On the other hand, professionals who had more experience estimating US using Planning Poker show a better correlation than students. Most of results of the BN estimation were the same of the professional evaluation. Spearman correlation test obtains a correlation of 0.873, the BN results and the professionals’ estimation were strongly correlated. These factors are in expert’s mind unconsciously when they make the complexity estimation. A professional with a lot of experience developing software projects estimates more accurately an US because he/she developed it previously and knew how difficult or complex it is. In the same way, experience provides the caution to consider the full complexity of an unknown US.

At the moment, results lead us to establish that the BN estimations are similar to those of the professionals experts. These findings suggest that it could be useful for inexpert members when they need to estimate complexity, this offers the possibility of using the network output to rely on the complexity of an US. Through this process, students will not show a Fibonacci card; they will give answers to questions that feed the network. The proposal is a training process while students acquire the experience and skills to estimate USs.

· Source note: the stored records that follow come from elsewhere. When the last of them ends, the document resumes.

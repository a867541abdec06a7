//! Descriptive statistics and dark-themed chart rendering.
//!
//! `glance` re-exports its two member crates:
//!
//! - [`stats`] — [`SampleStatistics`], Shapiro-Wilk normality checks, and
//!   t-distribution confidence intervals for a sample mean.
//! - [`plot`] — [`ChartRenderer`], four chart kinds (bar, histogram,
//!   scatter, box) over a Polars `DataFrame` with a fixed dark [`Theme`].
//!
//! # Example
//!
//! ```rust
//! use glance::{confidence_interval, SampleStatistics};
//!
//! let sample = SampleStatistics::new(vec![2.0, 4.0, 4.0, 4.0, 5.0, 5.0, 7.0, 9.0])?;
//! let summary = sample.summary();
//! assert_eq!(summary.mean, 5.0);
//!
//! let ci = confidence_interval(sample.data(), 0.95)?;
//! assert!(ci.contains(5.0));
//! # Ok::<(), glance::stats::Error>(())
//! ```

pub use glance_plot as plot;
pub use glance_stats as stats;

pub use glance_plot::{ChartRenderer, Theme};
pub use glance_stats::{
    confidence_interval, ConfidenceInterval, Normality, SampleStatistics, ShapiroWilk, Summary,
};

The network handling two significant aspects, the complexity of an US and the value of the US for the project. The main node of the BN is the US value for the project, considering the estimates of the professionals who have more experience than the students, we obtained USs that contribute more value to the project. These were chosen to consider the complexity and importance of the task. The US 3 is considered the most fundamental with a 96% probability, the US 1 is the next with 92%. These two USs are the most essential of the project because they will give you identity, so, we need to put special attention to these USs. On the other hand, the US 6 is the least necessary; this does not mean that it should not be developed, this US brings less identity to the project, we can focus more resources to other USs before this US.

9 Conclusions

This study presents a knowledge structure to assign complexity and importance to USs based on BNs using Planning Poker. Instead of taking into account the complexity as a unique value, it was divided into three variables. So the attention is given on each variable at a time, obtaining higher precision in developers’ decision-making. Considering the complexity and importance of an US we can define the most important US of the project, these tasks give identity to the project, so, they must have special treatments to develop them properly.

This project developed a knowledge structure that helps students to make estimates through the decomposition of complexity. Learning will be reflected when students begin to correlate better with estimates made through BN, so their estimates will be more reliable, and we can affirm that students learned to estimate through Planning Poker. So far, we have promising results that indicate a high correlation of professional estimates in software development, so the student can rely on the results that the BN shows.

Future work considers testing a real project from beginning to end, developing a mobile application to automate the estimation of USs using the proposed BN, and validating that the USs estimated by the network really are essential.